== The data ==
════════════════════

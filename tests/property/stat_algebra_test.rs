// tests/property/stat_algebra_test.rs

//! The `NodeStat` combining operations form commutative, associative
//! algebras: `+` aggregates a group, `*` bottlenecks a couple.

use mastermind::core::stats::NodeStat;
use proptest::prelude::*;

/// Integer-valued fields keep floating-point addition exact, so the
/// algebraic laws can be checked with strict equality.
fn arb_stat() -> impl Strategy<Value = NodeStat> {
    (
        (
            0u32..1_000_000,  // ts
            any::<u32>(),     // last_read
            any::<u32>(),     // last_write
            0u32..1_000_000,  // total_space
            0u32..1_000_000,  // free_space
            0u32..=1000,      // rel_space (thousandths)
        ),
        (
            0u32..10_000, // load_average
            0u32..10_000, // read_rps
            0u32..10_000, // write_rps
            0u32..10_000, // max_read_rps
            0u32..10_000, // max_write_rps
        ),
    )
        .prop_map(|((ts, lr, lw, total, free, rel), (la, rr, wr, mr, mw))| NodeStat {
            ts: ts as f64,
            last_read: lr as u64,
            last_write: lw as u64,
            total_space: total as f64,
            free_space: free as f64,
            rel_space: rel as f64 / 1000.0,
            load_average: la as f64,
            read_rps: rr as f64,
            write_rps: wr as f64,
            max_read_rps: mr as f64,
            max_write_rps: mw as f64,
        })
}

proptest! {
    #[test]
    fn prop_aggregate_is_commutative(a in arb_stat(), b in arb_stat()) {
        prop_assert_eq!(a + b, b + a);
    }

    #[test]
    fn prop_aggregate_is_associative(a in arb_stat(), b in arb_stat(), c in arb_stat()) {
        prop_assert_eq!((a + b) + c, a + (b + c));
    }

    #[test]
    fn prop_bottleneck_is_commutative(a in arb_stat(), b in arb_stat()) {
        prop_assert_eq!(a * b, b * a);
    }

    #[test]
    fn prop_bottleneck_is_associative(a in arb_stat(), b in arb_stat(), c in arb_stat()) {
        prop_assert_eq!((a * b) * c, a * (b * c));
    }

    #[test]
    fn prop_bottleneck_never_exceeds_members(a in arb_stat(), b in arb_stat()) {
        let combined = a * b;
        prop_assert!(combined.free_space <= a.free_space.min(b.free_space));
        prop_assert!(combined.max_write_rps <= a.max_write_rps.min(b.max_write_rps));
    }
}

════════════════════

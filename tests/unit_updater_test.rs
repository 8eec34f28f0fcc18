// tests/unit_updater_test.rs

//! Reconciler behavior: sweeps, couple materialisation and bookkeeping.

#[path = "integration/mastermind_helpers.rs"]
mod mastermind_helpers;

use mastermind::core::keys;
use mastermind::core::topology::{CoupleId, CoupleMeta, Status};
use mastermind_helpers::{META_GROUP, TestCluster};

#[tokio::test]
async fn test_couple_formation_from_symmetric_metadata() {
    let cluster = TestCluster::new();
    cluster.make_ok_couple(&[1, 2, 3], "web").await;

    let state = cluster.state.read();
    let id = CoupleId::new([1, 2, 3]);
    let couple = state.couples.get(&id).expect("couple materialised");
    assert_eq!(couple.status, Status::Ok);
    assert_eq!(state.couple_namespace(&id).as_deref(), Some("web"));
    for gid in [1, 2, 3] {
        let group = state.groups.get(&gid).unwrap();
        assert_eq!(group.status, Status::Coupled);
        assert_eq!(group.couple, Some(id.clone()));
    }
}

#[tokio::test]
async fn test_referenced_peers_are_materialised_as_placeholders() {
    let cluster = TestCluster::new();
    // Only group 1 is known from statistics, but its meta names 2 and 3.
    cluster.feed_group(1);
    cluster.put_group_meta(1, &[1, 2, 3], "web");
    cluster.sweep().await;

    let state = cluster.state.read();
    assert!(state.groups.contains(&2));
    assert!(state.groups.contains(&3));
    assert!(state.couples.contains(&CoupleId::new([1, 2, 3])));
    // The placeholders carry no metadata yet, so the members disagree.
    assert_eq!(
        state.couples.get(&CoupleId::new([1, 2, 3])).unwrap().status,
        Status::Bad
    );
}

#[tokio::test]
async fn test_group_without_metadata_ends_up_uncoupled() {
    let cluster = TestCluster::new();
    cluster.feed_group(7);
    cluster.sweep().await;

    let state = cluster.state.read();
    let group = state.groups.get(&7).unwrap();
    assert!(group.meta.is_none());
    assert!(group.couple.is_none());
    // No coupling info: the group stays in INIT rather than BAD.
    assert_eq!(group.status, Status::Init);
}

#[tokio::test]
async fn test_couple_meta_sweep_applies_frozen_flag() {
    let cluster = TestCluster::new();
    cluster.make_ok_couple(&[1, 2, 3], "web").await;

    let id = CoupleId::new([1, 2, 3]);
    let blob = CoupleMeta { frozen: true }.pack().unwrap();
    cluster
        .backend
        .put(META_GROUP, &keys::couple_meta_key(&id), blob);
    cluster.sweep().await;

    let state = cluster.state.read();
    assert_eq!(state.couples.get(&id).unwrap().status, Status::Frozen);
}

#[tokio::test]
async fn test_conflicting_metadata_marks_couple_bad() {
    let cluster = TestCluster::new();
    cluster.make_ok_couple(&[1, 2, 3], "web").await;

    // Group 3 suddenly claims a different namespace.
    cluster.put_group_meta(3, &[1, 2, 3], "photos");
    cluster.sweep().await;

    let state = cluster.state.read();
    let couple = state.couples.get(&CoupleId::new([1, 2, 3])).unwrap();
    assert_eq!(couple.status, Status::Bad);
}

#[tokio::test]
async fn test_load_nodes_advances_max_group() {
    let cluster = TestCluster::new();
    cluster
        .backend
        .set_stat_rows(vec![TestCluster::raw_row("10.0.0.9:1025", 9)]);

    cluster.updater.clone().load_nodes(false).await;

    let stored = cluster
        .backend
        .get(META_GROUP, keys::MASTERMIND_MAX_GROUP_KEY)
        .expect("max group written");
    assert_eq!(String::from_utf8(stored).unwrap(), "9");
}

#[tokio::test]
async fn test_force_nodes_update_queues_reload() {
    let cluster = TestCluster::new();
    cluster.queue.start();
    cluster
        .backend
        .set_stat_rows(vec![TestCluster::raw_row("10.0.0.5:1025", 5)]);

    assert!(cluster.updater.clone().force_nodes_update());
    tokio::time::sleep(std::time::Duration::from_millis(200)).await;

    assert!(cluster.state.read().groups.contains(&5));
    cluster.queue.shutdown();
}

════════════════════

Where does the string "contains" appear in the records? Copy every line that holds it.

== Exercise answer ==
    assert!(state.groups.contains(&2));
    assert!(state.groups.contains(&3));
    assert!(state.couples.contains(&CoupleId::new([1, 2, 3])));
    assert!(cluster.state.read().groups.contains(&5));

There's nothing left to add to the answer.